**Exercise aim**
What lines of the data below hold the string "through"? Copy each one.

=-=-=

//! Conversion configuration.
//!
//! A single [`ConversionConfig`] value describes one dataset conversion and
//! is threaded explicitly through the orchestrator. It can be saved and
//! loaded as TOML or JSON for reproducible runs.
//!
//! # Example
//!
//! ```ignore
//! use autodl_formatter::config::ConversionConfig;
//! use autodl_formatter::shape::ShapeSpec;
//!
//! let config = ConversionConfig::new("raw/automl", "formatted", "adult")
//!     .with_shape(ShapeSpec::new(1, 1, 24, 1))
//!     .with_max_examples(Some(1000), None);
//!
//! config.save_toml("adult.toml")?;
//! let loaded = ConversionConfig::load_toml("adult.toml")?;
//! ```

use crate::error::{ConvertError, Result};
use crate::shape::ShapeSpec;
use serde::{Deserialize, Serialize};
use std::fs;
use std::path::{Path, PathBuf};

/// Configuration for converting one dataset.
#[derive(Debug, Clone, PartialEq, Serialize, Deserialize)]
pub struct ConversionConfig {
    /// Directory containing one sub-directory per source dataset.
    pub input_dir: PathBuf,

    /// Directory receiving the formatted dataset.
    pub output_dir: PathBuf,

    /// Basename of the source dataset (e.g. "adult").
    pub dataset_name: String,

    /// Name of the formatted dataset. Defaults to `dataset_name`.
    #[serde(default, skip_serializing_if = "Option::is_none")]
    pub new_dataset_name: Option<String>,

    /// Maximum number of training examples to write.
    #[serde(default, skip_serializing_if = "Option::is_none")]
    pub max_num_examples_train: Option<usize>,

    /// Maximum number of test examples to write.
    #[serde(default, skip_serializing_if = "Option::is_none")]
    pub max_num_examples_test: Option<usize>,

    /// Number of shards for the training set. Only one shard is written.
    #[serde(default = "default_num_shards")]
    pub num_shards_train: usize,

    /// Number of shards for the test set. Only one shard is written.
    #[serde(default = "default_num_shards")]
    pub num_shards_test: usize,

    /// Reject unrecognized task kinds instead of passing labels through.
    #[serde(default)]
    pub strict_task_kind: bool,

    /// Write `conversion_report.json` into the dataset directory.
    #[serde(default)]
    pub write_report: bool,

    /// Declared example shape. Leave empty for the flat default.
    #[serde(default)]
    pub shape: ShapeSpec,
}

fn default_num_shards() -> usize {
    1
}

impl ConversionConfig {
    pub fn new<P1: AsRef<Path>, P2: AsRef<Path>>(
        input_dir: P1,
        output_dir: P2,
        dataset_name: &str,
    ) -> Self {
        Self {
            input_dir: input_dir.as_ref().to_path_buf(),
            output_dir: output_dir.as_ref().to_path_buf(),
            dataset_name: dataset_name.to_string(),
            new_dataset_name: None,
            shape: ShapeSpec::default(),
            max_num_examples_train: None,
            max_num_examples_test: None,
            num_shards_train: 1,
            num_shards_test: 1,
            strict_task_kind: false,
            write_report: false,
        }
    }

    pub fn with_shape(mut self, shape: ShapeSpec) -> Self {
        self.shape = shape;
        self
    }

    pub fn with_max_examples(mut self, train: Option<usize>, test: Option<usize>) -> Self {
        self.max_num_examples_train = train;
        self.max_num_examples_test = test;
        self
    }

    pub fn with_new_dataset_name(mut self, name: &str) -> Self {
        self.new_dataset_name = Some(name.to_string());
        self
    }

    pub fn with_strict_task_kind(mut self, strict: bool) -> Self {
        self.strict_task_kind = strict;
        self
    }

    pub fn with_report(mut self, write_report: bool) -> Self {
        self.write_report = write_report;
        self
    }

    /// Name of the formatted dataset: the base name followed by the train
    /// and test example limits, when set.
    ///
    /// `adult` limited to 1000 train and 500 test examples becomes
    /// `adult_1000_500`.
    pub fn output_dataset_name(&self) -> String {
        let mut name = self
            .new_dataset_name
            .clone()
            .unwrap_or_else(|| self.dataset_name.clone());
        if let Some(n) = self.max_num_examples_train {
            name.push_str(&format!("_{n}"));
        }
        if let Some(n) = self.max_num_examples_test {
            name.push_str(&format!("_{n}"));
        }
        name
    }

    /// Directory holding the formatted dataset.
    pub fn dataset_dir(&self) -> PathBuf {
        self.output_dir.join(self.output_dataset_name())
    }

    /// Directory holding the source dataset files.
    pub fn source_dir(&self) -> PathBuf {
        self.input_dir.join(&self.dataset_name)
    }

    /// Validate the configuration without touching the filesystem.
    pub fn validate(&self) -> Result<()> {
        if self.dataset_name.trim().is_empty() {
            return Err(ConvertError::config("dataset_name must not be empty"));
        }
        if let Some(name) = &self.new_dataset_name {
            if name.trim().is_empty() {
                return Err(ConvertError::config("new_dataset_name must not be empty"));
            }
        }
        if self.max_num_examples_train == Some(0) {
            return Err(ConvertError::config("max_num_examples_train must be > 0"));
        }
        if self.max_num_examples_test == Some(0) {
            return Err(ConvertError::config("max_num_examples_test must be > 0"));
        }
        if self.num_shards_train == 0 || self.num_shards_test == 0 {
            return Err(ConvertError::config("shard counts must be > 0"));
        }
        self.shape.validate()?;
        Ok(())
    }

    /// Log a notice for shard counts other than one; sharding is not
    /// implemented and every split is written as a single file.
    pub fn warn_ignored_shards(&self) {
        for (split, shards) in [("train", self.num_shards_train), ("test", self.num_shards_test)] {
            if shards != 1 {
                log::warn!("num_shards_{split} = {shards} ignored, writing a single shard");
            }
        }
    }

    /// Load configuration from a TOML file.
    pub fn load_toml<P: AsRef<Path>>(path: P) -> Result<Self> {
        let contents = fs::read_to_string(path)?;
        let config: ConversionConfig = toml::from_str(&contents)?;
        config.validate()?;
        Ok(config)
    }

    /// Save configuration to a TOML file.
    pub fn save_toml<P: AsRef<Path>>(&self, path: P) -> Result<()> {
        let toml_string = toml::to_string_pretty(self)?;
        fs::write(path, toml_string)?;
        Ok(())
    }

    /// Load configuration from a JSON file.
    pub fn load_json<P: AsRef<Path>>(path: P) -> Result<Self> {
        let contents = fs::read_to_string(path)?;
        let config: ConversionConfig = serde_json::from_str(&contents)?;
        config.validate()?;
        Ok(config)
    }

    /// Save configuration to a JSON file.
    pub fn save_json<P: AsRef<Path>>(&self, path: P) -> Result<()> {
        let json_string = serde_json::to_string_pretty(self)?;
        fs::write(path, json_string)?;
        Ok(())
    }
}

=-=-=

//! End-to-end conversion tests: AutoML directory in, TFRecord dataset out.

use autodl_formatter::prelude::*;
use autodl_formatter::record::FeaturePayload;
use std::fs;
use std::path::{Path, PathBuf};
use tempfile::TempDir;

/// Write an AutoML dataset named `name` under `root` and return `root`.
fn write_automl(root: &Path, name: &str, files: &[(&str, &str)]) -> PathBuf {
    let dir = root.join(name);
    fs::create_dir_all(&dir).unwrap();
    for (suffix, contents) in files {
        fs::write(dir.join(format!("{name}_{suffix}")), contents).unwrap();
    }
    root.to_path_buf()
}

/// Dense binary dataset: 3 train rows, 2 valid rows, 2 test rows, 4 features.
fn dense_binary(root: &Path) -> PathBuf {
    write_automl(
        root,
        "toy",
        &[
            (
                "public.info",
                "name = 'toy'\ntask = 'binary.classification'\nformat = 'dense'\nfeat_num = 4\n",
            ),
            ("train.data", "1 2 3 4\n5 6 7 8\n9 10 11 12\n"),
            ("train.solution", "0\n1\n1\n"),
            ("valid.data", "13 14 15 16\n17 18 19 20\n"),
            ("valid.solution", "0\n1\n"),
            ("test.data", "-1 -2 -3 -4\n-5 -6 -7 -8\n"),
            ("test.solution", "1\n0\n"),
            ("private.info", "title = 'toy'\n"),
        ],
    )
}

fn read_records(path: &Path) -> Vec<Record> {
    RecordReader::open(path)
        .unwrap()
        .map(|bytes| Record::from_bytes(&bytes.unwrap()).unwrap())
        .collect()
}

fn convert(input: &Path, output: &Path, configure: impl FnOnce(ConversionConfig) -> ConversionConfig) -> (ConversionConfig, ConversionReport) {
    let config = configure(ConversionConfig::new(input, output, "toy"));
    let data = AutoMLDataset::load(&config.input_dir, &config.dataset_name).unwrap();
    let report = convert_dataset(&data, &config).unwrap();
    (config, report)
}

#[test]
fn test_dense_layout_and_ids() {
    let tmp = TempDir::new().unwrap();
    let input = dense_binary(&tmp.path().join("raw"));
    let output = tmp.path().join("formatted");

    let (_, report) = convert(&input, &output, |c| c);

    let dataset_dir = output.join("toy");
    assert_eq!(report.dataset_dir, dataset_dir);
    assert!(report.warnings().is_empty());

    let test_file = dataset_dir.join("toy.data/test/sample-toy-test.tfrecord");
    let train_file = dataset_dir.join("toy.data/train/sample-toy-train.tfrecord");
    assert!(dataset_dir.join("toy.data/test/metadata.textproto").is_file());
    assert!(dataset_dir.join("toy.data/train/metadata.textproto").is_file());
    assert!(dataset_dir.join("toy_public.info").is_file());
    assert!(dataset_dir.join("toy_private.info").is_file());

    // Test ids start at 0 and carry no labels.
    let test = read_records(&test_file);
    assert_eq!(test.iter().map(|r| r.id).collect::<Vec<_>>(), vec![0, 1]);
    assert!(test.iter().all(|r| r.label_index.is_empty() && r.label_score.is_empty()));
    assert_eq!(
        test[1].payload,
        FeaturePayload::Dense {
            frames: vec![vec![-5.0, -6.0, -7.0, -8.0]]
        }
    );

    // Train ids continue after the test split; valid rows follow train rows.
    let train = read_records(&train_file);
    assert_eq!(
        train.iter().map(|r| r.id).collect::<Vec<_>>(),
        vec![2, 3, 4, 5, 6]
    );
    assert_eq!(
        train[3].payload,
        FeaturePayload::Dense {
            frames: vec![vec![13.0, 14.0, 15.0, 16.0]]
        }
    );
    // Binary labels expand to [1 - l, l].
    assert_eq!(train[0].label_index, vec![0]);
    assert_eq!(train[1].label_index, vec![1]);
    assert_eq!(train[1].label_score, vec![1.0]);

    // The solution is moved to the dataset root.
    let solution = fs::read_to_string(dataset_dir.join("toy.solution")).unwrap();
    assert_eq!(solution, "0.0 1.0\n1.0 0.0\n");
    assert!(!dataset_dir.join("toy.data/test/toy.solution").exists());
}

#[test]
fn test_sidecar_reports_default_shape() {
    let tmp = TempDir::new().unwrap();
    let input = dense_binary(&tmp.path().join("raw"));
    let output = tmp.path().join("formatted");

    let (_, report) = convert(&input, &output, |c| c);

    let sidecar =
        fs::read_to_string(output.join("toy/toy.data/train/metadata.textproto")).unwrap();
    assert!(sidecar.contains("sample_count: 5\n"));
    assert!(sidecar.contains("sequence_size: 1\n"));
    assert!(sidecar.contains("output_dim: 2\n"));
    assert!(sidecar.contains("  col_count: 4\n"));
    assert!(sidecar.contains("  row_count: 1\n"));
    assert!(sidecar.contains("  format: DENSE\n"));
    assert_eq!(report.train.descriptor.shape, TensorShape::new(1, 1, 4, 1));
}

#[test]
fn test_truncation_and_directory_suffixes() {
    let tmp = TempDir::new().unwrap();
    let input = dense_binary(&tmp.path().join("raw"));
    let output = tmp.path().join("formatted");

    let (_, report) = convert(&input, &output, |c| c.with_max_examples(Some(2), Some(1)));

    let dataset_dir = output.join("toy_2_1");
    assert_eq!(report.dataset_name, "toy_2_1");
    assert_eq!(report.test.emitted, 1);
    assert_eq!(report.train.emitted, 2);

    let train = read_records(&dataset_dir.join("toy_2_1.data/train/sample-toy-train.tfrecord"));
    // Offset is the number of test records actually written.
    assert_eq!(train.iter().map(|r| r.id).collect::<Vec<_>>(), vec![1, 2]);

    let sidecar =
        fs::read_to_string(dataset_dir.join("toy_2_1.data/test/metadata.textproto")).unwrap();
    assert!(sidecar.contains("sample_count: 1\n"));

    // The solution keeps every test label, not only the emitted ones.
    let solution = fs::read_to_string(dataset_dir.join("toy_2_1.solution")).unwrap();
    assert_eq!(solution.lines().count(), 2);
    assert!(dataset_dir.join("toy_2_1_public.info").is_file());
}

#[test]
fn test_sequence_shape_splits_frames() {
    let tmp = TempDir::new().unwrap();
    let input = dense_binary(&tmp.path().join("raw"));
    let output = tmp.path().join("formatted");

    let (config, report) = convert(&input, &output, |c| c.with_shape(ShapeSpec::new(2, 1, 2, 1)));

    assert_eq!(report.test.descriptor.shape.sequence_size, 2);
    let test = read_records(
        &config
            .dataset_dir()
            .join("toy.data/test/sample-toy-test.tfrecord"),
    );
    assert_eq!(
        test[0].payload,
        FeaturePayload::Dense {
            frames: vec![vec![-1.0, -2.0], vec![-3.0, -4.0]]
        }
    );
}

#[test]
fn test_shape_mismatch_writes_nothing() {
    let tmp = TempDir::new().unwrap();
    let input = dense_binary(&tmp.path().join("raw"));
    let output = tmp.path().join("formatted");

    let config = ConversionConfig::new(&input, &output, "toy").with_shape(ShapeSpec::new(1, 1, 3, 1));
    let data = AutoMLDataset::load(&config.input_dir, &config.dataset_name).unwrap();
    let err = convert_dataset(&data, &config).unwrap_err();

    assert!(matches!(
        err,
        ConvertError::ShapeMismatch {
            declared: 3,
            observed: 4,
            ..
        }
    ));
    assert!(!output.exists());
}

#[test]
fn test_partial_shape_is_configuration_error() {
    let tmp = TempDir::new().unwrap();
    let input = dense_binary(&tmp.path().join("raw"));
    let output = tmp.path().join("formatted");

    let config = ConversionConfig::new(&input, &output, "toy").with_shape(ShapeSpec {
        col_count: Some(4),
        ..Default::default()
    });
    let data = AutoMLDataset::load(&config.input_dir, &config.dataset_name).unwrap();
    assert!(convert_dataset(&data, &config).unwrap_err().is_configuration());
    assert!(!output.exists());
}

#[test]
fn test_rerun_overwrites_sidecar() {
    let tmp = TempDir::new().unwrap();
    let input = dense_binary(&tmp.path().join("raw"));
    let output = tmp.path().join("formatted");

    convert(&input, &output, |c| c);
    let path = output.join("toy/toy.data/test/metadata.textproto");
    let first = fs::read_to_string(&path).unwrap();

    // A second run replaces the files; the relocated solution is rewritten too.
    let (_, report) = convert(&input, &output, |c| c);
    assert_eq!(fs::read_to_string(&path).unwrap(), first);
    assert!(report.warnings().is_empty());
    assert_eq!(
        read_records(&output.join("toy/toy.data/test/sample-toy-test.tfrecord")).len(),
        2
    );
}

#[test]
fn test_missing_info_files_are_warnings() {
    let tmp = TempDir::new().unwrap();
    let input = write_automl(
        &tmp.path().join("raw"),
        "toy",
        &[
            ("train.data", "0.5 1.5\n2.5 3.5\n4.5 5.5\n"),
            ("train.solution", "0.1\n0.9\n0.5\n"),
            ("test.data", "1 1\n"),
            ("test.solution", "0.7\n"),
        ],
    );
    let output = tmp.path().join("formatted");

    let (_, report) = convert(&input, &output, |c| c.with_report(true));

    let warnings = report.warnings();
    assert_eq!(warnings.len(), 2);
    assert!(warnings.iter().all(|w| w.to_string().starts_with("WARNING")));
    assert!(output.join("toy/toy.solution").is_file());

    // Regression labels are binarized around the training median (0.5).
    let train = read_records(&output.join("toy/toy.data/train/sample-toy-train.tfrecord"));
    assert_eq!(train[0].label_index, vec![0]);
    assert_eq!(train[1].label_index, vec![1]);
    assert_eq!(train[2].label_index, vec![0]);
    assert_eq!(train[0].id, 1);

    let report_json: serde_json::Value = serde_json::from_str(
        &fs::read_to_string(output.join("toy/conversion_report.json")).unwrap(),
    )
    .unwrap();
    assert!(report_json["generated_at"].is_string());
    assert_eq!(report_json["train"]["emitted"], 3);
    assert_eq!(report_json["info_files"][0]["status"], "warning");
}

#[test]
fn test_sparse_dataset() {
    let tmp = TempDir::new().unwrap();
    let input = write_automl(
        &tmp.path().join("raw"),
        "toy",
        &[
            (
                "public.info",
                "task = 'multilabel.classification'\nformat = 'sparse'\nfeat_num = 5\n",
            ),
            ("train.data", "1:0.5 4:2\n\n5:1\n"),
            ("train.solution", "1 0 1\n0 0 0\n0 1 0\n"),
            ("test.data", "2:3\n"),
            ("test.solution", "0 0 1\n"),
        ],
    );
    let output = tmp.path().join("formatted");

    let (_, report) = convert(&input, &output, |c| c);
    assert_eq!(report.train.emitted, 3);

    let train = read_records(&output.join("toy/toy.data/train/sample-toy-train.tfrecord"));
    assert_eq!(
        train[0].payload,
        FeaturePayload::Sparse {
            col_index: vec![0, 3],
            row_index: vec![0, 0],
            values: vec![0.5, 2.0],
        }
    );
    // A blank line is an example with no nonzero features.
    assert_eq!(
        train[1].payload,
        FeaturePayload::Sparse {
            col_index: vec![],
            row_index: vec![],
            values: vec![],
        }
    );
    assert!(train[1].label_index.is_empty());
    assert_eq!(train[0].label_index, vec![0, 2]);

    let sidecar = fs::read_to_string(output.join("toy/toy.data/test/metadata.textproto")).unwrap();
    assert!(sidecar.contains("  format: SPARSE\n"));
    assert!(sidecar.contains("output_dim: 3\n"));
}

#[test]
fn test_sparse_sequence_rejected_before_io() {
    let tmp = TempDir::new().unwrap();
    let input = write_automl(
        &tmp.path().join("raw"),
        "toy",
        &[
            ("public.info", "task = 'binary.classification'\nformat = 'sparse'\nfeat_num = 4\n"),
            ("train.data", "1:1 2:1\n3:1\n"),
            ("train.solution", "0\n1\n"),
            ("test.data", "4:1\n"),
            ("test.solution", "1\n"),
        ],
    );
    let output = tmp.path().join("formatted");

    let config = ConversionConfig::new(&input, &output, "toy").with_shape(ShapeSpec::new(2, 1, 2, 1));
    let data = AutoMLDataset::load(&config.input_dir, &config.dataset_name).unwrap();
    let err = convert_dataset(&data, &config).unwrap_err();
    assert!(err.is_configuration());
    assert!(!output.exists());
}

=-=-=

**Finished task**
//! is threaded explicitly through the orchestrator. It can be saved and
    /// Reject unrecognized task kinds instead of passing labels through.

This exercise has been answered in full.